SOURCE RECORDS:
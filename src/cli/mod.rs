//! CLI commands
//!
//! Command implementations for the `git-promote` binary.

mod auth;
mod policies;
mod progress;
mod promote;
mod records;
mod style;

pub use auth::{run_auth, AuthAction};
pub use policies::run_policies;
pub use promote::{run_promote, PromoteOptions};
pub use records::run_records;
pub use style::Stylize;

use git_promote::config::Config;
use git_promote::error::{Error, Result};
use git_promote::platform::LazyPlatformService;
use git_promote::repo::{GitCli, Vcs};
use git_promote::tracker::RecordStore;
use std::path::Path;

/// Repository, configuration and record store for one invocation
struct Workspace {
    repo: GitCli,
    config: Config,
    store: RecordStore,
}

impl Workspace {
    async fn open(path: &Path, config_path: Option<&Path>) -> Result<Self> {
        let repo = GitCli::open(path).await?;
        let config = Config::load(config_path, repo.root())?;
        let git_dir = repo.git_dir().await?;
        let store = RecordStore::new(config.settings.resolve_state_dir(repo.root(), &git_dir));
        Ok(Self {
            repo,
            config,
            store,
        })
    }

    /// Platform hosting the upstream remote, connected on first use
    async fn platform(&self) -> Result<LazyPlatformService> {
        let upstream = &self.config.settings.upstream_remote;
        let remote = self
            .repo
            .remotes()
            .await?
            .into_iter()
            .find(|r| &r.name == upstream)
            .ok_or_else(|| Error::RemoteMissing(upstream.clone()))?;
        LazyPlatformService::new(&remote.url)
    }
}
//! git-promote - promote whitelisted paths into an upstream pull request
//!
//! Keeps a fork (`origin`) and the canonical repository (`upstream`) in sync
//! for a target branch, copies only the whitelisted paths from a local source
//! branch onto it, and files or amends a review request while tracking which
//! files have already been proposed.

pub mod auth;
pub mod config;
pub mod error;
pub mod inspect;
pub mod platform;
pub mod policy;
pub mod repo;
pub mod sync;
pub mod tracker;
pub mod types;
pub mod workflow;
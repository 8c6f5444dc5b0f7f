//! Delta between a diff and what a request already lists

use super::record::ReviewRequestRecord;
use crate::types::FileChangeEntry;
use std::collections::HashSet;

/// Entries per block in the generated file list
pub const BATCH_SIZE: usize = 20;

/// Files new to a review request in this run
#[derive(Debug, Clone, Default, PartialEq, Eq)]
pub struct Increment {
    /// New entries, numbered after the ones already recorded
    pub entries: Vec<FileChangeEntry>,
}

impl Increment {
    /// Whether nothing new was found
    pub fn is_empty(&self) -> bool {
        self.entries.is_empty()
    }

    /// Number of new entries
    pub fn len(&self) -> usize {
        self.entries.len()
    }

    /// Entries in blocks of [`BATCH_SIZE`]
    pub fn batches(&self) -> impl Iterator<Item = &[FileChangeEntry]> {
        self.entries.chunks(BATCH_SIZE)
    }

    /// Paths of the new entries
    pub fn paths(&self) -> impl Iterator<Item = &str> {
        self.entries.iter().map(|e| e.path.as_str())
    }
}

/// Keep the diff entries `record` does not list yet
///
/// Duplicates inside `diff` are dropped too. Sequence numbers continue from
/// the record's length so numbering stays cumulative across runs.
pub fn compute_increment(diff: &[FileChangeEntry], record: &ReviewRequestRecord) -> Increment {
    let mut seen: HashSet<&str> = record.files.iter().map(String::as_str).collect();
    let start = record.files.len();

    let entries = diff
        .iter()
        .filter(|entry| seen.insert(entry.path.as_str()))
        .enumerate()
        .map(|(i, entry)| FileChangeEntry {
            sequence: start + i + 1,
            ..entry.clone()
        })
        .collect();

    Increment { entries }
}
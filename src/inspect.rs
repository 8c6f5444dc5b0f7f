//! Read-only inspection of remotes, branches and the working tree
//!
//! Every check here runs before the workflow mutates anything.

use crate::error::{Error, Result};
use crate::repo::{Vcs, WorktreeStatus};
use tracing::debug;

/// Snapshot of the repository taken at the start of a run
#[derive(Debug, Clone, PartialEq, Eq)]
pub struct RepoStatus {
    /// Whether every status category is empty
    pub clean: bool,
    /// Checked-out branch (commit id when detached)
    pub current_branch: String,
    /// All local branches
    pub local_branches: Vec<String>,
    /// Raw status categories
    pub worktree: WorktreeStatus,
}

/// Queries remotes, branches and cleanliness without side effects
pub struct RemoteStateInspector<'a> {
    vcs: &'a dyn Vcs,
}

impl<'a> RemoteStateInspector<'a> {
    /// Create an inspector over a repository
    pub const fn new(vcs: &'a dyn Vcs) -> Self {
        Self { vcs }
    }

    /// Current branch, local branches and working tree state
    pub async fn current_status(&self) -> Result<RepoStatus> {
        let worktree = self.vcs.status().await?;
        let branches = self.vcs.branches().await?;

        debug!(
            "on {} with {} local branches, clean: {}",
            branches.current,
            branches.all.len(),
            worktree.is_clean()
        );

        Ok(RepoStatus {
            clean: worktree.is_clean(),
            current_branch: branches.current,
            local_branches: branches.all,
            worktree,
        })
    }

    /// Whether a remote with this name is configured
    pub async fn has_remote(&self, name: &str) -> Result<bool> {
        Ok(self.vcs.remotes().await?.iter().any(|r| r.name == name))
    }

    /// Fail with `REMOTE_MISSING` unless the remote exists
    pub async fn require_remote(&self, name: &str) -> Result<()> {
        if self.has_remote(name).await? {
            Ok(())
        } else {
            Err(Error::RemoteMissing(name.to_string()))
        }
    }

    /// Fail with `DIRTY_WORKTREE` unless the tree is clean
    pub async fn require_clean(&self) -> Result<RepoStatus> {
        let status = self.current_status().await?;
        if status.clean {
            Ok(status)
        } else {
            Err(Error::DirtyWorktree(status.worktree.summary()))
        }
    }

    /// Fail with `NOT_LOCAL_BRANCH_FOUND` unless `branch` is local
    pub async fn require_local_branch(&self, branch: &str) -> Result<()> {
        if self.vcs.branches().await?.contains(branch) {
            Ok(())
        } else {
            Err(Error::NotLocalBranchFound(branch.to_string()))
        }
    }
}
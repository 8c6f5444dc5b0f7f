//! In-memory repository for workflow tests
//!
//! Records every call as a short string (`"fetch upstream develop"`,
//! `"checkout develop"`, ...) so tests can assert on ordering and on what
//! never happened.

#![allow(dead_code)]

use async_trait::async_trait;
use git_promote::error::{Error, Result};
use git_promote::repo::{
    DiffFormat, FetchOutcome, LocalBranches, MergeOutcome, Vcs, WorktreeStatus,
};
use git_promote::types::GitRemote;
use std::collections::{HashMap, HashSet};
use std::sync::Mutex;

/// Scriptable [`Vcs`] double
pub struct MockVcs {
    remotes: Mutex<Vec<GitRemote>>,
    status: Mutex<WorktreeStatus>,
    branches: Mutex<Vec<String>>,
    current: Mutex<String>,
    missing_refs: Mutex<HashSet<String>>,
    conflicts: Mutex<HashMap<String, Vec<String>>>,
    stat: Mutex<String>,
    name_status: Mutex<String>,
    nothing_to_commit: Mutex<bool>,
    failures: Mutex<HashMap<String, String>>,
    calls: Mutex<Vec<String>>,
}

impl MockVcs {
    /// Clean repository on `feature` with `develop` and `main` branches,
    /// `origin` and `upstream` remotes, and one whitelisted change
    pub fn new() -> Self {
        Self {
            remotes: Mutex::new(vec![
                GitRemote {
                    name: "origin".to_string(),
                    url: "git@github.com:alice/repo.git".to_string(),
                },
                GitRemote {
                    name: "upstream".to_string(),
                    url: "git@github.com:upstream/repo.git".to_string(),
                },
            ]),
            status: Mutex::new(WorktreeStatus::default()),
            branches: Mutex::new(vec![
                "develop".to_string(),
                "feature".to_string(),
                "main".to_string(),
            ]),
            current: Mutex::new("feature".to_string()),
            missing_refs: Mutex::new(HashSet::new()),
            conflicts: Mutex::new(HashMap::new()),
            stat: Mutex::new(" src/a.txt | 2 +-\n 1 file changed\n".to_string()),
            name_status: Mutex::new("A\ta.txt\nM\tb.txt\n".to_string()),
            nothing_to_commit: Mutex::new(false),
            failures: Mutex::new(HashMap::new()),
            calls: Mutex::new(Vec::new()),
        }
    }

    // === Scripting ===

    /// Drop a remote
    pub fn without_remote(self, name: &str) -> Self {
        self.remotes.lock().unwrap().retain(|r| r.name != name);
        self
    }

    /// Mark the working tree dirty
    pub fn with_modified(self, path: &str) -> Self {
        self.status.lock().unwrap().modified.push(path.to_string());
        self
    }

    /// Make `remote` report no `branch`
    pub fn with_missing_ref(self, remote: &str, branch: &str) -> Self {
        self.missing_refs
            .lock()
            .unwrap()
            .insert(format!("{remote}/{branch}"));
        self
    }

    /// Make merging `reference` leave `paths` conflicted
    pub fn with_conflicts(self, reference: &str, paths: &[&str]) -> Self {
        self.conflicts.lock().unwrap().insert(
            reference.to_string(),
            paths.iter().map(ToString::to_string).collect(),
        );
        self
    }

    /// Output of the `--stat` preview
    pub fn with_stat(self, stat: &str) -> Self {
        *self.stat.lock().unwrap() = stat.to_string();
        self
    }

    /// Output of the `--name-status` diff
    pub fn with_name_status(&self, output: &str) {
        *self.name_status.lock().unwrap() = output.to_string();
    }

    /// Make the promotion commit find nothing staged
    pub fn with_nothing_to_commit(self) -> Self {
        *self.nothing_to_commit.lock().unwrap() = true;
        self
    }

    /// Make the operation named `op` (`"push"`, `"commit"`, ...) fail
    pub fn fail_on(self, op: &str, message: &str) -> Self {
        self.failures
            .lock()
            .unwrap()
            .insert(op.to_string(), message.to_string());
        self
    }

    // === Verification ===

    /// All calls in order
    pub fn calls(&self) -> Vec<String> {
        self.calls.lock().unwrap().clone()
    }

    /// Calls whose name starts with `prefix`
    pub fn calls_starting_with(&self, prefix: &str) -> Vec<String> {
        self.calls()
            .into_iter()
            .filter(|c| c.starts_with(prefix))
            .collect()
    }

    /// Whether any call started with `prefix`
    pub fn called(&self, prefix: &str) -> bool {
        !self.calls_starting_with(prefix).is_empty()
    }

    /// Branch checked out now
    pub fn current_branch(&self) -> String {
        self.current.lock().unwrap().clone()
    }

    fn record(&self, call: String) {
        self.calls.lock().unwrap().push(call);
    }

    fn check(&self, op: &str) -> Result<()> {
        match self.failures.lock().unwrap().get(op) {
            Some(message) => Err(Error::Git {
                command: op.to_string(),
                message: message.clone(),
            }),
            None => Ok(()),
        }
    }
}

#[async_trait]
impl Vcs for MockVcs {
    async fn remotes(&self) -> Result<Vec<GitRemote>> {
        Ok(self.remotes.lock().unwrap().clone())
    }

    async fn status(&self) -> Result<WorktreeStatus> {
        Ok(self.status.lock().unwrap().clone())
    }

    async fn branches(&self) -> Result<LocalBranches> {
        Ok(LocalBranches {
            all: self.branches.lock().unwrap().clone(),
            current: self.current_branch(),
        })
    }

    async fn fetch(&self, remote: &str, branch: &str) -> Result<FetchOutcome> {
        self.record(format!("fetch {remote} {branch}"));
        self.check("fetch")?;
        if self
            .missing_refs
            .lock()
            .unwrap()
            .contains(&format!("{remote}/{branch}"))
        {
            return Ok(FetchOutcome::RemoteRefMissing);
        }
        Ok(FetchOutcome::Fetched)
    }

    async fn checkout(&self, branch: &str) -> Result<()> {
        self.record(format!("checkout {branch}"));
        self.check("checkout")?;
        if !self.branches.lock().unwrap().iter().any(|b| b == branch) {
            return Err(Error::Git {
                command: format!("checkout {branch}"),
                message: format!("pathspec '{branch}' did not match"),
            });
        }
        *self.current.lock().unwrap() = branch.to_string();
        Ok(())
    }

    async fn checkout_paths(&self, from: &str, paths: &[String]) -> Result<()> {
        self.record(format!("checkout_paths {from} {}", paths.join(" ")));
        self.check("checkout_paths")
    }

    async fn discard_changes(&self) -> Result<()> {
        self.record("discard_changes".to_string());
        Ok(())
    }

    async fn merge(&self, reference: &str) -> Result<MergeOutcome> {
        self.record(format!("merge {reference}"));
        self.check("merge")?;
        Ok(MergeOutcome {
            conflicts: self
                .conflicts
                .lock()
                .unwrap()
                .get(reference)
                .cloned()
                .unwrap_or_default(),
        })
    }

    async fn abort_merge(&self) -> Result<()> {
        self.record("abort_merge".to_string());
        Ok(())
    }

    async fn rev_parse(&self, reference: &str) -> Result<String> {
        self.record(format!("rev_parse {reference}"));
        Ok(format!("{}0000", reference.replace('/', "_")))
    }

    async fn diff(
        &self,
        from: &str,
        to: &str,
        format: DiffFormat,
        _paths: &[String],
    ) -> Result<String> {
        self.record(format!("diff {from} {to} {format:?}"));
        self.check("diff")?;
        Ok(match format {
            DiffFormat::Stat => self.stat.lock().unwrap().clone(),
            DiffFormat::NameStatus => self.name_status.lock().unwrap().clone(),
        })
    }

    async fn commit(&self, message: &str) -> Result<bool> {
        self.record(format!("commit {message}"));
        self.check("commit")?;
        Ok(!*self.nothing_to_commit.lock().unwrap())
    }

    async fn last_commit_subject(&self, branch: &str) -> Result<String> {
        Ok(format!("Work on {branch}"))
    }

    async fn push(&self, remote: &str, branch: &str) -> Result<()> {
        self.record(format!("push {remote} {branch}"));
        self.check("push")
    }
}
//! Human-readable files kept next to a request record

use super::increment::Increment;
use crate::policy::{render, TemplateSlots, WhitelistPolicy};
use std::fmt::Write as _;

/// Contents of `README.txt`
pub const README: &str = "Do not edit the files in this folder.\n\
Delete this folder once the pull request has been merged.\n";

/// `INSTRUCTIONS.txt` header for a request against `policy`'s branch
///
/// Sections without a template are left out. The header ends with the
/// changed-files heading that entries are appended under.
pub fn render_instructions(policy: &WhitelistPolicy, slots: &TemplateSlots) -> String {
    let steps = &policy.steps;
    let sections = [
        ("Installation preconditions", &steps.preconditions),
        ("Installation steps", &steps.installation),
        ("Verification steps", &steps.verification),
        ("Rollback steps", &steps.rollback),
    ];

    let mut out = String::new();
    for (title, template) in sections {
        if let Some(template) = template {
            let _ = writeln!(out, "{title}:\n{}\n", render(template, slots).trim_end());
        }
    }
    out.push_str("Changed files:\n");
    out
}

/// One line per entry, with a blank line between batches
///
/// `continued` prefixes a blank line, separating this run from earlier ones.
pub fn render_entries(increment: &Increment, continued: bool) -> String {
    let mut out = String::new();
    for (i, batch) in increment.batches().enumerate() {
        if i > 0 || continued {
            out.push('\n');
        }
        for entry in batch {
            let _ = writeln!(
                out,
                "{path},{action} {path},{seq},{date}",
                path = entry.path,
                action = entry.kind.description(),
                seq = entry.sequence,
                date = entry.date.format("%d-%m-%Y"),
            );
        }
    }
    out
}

AIM OF THE TASK: Scan the data above for the string "ReviewRequestRecord". Copy every line in which it appears.

RESULT BELOW:
use super::record::ReviewRequestRecord;
pub fn compute_increment(diff: &[FileChangeEntry], record: &ReviewRequestRecord) -> Increment {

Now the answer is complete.